Regarding the memory cost of using a long accumulator,
there is a simple extension of previous communication lower
bounds for linear algebra, and other algorithms that
"resemble 3-nested loops" (in a mathematically well-defined way),
with which one can prove the following:
Recall that in the conventional case, where all matrix entries
and "temporary accumulators" occupy 1 word of memory,
then a lower bound on the amount of memory traffic, between
"fast memory" (say cache) and "slow memory" (say DRAM) is
Omega(#flops / sqrt(M) ) words
where M is the fast memory size. And this lower bound can
be attained for many algorithms by well-known tiling or
divide-and-conquer techniques (for a survey see our
2014 Acta Numerica paper by Ballard/Carson/Demmel/Hoemmen/
Knight/Schwartz).
Now suppose that we want all the dot products accumulated
by these algorithms to be accumulated in a long accumulator
of length R words. For simplicity consider the case of matrix
multiply C=A*B: we need a different accumulator for each
entry of a tile of C, in order to reuse the entries of the tiles
of A and B in fast memory. So the lower bound analysis may be
modified to prove that the lower bound increases to
Omega(sqrt(R)*#flops/sqrt(M))
i.e. the memory traffic increases by a factor of sqrt(R). And
this may be attained by a different choice of tiles sizes.

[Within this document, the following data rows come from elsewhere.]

#![allow(clippy::derive_ord_xor_partial_ord)]

use std::cmp::Ordering;
use std::collections::BTreeMap;
use std::fmt::{self, Display, Formatter};

use serde::{Deserialize, Serialize};

pub mod array;
pub mod datetime;
pub mod number;
pub mod object;
pub mod record_id;
pub mod strand;
pub mod table;
pub mod value;

pub use self::array::Array;
pub use self::datetime::Datetime;
pub use self::number::Number;
pub use self::object::Object;
pub use self::record_id::{RecordId, RecordIdKey};
pub use self::strand::Strand;
pub use self::table::Table;

/// A dynamically typed value. The variant order defines the cross-type
/// ordering: `None` sorts before `Null`, which sorts before everything else.
#[derive(Clone, Debug, Default, PartialEq, PartialOrd, Serialize, Deserialize, Hash)]
pub enum Value {
	/// The field is absent from the record
	#[default]
	None,
	/// The field is present, and explicitly null
	Null,
	Bool(bool),
	Number(Number),
	Strand(Strand),
	Datetime(Datetime),
	Array(Array),
	Object(Object),
	RecordId(RecordId),
	Table(Table),
	// Add new variants here
}

impl Eq for Value {}

impl Ord for Value {
	fn cmp(&self, other: &Self) -> Ordering {
		self.partial_cmp(other).unwrap_or(Ordering::Equal)
	}
}

impl Value {
	// -----------------------------------
	// Initial record value
	// -----------------------------------

	/// Create an empty Object Value
	pub fn empty_object() -> Self {
		Value::Object(Object::default())
	}

	// -----------------------------------
	// Simple value detection
	// -----------------------------------

	/// Check if this Value is NONE or NULL
	pub fn is_nullish(&self) -> bool {
		matches!(self, Value::None | Value::Null)
	}

	/// Check if this Value is TRUE
	pub fn is_true(&self) -> bool {
		matches!(self, Value::Bool(true))
	}

	/// Check if this Value is truthy
	pub fn is_truthy(&self) -> bool {
		match self {
			Value::Bool(v) => *v,
			Value::RecordId(_) => true,
			Value::Datetime(_) => true,
			Value::Table(_) => true,
			Value::Array(v) => !v.is_empty(),
			Value::Object(v) => !v.is_empty(),
			Value::Strand(v) => !v.is_empty(),
			Value::Number(v) => v.is_truthy(),
			Value::None | Value::Null => false,
		}
	}

	/// Converts this value into a string, without quoting strings.
	pub fn to_raw_string(&self) -> String {
		match self {
			Value::Strand(v) => v.0.clone(),
			Value::Datetime(v) => v.0.to_rfc3339(),
			v => v.to_string(),
		}
	}

	// -----------------------------------
	// Record ID extraction
	// -----------------------------------

	/// Fetch the record id if there is one
	pub fn record(self) -> Option<RecordId> {
		match self {
			// This is an object so look for the id field
			Value::Object(mut v) => match v.remove("id") {
				Some(Value::RecordId(v)) => Some(v),
				_ => None,
			},
			// This is an array so take the first item
			Value::Array(mut v) => match v.len() {
				1 => v.remove(0).record(),
				_ => None,
			},
			// This is a record id already
			Value::RecordId(v) => Some(v),
			// There is no valid record id
			_ => None,
		}
	}

	// -----------------------------------
	// Value operations
	// -----------------------------------

	/// Check if this Value is equal to another Value
	pub fn equal(&self, other: &Value) -> bool {
		match self {
			Value::None => other.is_none(),
			Value::Null => other.is_null(),
			Value::RecordId(v) => match other {
				Value::RecordId(w) => v == w,
				// A single record selected by a subquery
				Value::Array(w) if w.len() == 1 => self.equal(&w[0]),
				_ => false,
			},
			Value::Array(v) => match other {
				Value::Array(w) => v == w,
				Value::RecordId(_) if v.len() == 1 => v[0].equal(other),
				_ => false,
			},
			_ => self == other,
		}
	}

	/// Check if this Value contains another Value
	pub fn contains(&self, other: &Value) -> bool {
		match self {
			Value::Array(v) => v.iter().any(|v| v.equal(other)),
			Value::Strand(v) => match other {
				Value::Strand(w) => v.contains(w.as_str()),
				_ => false,
			},
			Value::Object(v) => match other {
				Value::Strand(w) => v.contains_key(w.as_str()),
				_ => false,
			},
			_ => false,
		}
	}
}

impl Display for Value {
	fn fmt(&self, f: &mut Formatter) -> fmt::Result {
		match self {
			Value::None => f.write_str("NONE"),
			Value::Null => f.write_str("NULL"),
			Value::Bool(v) => Display::fmt(v, f),
			Value::Number(v) => Display::fmt(v, f),
			Value::Strand(v) => Display::fmt(v, f),
			Value::Datetime(v) => Display::fmt(v, f),
			Value::Array(v) => Display::fmt(v, f),
			Value::Object(v) => Display::fmt(v, f),
			Value::RecordId(v) => Display::fmt(v, f),
			Value::Table(v) => Display::fmt(v, f),
		}
	}
}

/// Macro implementing conversion methods for the variants of the value enum.
macro_rules! subtypes {
	($($name:ident$( ( $t:ty ) )? => ($is:ident $(,$as:ident,$into:ident)?)),*$(,)?) => {
		impl Value {
			$(
				subtypes!{@method $name $( ($t) )? => $is $(,$as,$into)?}
			)*
		}

		$(
			subtypes!{@from $name $( ($t) )?}
		)*
	};

	(@method $name:ident($t:ty) => $is:ident,$as:ident,$into:ident) => {
		#[doc = concat!("Check if the value is a [`",stringify!($name),"`]")]
		pub fn $is(&self) -> bool {
			matches!(self, Value::$name(_))
		}

		#[doc = concat!("Return a reference to [`",stringify!($name),"`] if the value is of that type")]
		pub fn $as(&self) -> Option<&$t> {
			if let Value::$name(x) = self {
				Some(x)
			} else {
				None
			}
		}

		#[doc = concat!("Turns the value into a [`",stringify!($name),"`] returning None if the value is not of that type")]
		pub fn $into(self) -> Option<$t> {
			if let Value::$name(x) = self {
				Some(x)
			} else {
				None
			}
		}
	};

	(@method $name:ident => $is:ident) => {
		#[doc = concat!("Check if the value is a [`",stringify!($name),"`]")]
		pub fn $is(&self) -> bool {
			matches!(self, Value::$name)
		}
	};

	(@from $name:ident($t:ty)) => {
		impl From<$t> for Value {
			fn from(v: $t) -> Self {
				Value::$name(v)
			}
		}
	};

	(@from $name:ident) => {
		// skip
	};
}

subtypes! {
	None => (is_none),
	Null => (is_null),
	Bool(bool) => (is_bool, as_bool, into_bool),
	Number(Number) => (is_number, as_number, into_number),
	Strand(Strand) => (is_strand, as_strand, into_strand),
	Datetime(Datetime) => (is_datetime, as_datetime, into_datetime),
	Array(Array) => (is_array, as_array, into_array),
	Object(Object) => (is_object, as_object, into_object),
	RecordId(RecordId) => (is_record, as_record, into_record),
	Table(Table) => (is_table, as_table, into_table),
}

impl From<i64> for Value {
	fn from(v: i64) -> Self {
		Value::Number(Number::Int(v))
	}
}

impl From<i32> for Value {
	fn from(v: i32) -> Self {
		Value::Number(Number::from(v))
	}
}

impl From<usize> for Value {
	fn from(v: usize) -> Self {
		Value::Number(Number::from(v))
	}
}

impl From<f64> for Value {
	fn from(v: f64) -> Self {
		Value::Number(Number::Float(v))
	}
}

impl From<&str> for Value {
	fn from(v: &str) -> Self {
		Value::Strand(Strand::from(v))
	}
}

impl From<String> for Value {
	fn from(v: String) -> Self {
		Value::Strand(Strand::from(v))
	}
}

impl From<Vec<Value>> for Value {
	fn from(v: Vec<Value>) -> Self {
		Value::Array(Array(v))
	}
}

impl From<BTreeMap<String, Value>> for Value {
	fn from(v: BTreeMap<String, Value>) -> Self {
		Value::Object(Object(v))
	}
}

impl From<BTreeMap<&str, Value>> for Value {
	fn from(v: BTreeMap<&str, Value>) -> Self {
		Value::Object(Object::from(v))
	}
}

impl<T> From<Option<T>> for Value
where
	Value: From<T>,
{
	fn from(v: Option<T>) -> Self {
		match v {
			Some(v) => Value::from(v),
			None => Value::None,
		}
	}
}

#[cfg(test)]
mod tests {
	use super::*;

	#[test]
	fn none_and_null_are_distinct() {
		assert!(!Value::None.equal(&Value::Null));
		assert!(!Value::Null.equal(&Value::from("")));
		assert!(!Value::None.equal(&Value::Array(Array::new())));
		assert!(Value::None < Value::Null);
		assert!(Value::Null < Value::Bool(false));
		assert!(Value::Bool(true) < Value::from(0));
	}

	#[test]
	fn numbers_compare_across_representations() {
		assert!(Value::from(1).equal(&Value::from(1.0)));
		assert!(Value::from(2) < Value::from(2.5));
		assert_eq!(Value::from(3).cmp(&Value::from(3.0)), Ordering::Equal);
	}

	#[test]
	fn truthiness() {
		assert!(!Value::None.is_truthy());
		assert!(!Value::Null.is_truthy());
		assert!(!Value::from("").is_truthy());
		assert!(Value::from("a").is_truthy());
		assert!(!Value::from(0).is_truthy());
		assert!(Value::RecordId(RecordId::new("person", 1)).is_truthy());
	}

	#[test]
	fn record_equals_single_element_array() {
		let rid = Value::RecordId(RecordId::new("person", 1));
		let arr = Value::from(vec![rid.clone()]);
		assert!(rid.equal(&arr));
		assert!(arr.equal(&rid));
		let two = Value::from(vec![rid.clone(), rid.clone()]);
		assert!(!rid.equal(&two));
	}

	#[test]
	fn record_extraction() {
		let rid = RecordId::new("person", "tobie");
		let obj = Value::from(map! {
			"id" => Value::RecordId(rid.clone()),
			"name" => Value::from("Tobie"),
		});
		assert_eq!(obj.record(), Some(rid.clone()));
		assert_eq!(Value::from(vec![Value::RecordId(rid.clone())]).record(), Some(rid));
		assert_eq!(Value::from("person:tobie").record(), None);
	}
}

So for an Exact Dot Product, where R >= 64, that means
at least a 8>=sqrt(R) fold increase in memory traffic.
For other "nested loop" computations, there is a similar
analysis, with the memory traffic increasing by R to some
power, where the exponent depends on the what the
nested loops look like. For example, for the direct N-body
problem, the memory traffic would increase by a factor of R,
so even worse than linear algebra.
I wrote this up informally recently, with a related but different
motivation, and am meeting with some collaborators to go over
the proof tomorrow morning. I had hoped to have this meeting
before sharing with the 1788 committee, but since Baker posed
the question, I thought I'd respond. I will let you know whether
or not the proof survives tomorrows conversation :) .
Jim
On 1/24/16 1:26 PM, Ralph Baker Kearfott wrote:
HMMM. What about memory access bandwidth and speed, and
its impact on the overall speeds of
single versus double precision?
Baker
On 01/24/2016 12:05 PM, Richard Fateman wrote:
The (re) submission of these letters to the discussion
raised a question in my mind.
I am puzzled by the WG 2.5 vote urging the IEEE 754 committee to
incorporate two facilities.
* [double precision interval arithmetic] *_at the speed of _*simple
floating-point arithmetic.
* provide___*high-speed*_ arithmetic [for dynamic precision intervals]
What puzzles me is the statement of speed requirements in a standard of
this nature.
Was WG 2.5 thinking that the IEEE committee was derelict in its duties
in allowing
some or all of the 754 arithmetic operations to be provided in slow
speed?